Collected data:
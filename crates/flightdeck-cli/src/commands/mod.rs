//! Command implementations for deckctl

pub mod alert;
pub mod profile;
pub mod run;

use std::net::SocketAddr;
use std::path::PathBuf;

use clap::{Args, ValueEnum};

#[derive(Debug, Clone, Copy, PartialEq, Eq, Default, ValueEnum)]
pub enum ContractFormat {
    /// Lua driver tables read by the exporter script
    #[default]
    Lua,
    /// Structured contract for tooling
    Json,
}

#[derive(Debug, Args)]
pub struct ContractArgs {
    /// Panel profile (YAML, or JSON by extension)
    pub profile: PathBuf,

    /// Output format
    #[arg(short, long, value_enum, default_value_t = ContractFormat::Lua)]
    pub format: ContractFormat,

    /// Write to this file instead of stdout
    #[arg(short, long)]
    pub output: Option<PathBuf>,
}

#[derive(Debug, Args)]
pub struct RunArgs {
    /// Panel profile (YAML, or JSON by extension)
    pub profile: PathBuf,

    /// Override the local listen address
    #[arg(long)]
    pub listen: Option<SocketAddr>,

    /// Override the exporter address
    #[arg(long)]
    pub remote: Option<SocketAddr>,

    /// Override the export driver to request
    #[arg(long)]
    pub driver: Option<String>,

    /// Stop after this many seconds instead of waiting for Ctrl+C
    #[arg(long)]
    pub duration: Option<u64>,
}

WORK TASK: Produce a word-for-word copy of all the entries above.

SOLUTION TO THE PROBLEM:
filename crates/flightdeck-cli/src/commands/mod.rs
//! Command implementations for deckctl

pub mod alert;
pub mod profile;
pub mod run;

use std::net::SocketAddr;
use std::path::PathBuf;

use clap::{Args, ValueEnum};

#[derive(Debug, Clone, Copy, PartialEq, Eq, Default, ValueEnum)]
pub enum ContractFormat {
    /// Lua driver tables read by the exporter script
    #[default]
    Lua,
    /// Structured contract for tooling
    Json,
}

#[derive(Debug, Args)]
pub struct ContractArgs {
    /// Panel profile (YAML, or JSON by extension)
    pub profile: PathBuf,

    /// Output format
    #[arg(short, long, value_enum, default_value_t = ContractFormat::Lua)]
    pub format: ContractFormat,

    /// Write to this file instead of stdout
    #[arg(short, long)]
    pub output: Option<PathBuf>,
}

#[derive(Debug, Args)]
pub struct RunArgs {
    /// Panel profile (YAML, or JSON by extension)
    pub profile: PathBuf,

    /// Override the local listen address
    #[arg(long)]
    pub listen: Option<SocketAddr>,

    /// Override the exporter address
    #[arg(long)]
    pub remote: Option<SocketAddr>,

    /// Override the export driver to request
    #[arg(long)]
    pub driver: Option<String>,

    /// Stop after this many seconds instead of waiting for Ctrl+C
    #[arg(long)]
    pub duration: Option<u64>,
}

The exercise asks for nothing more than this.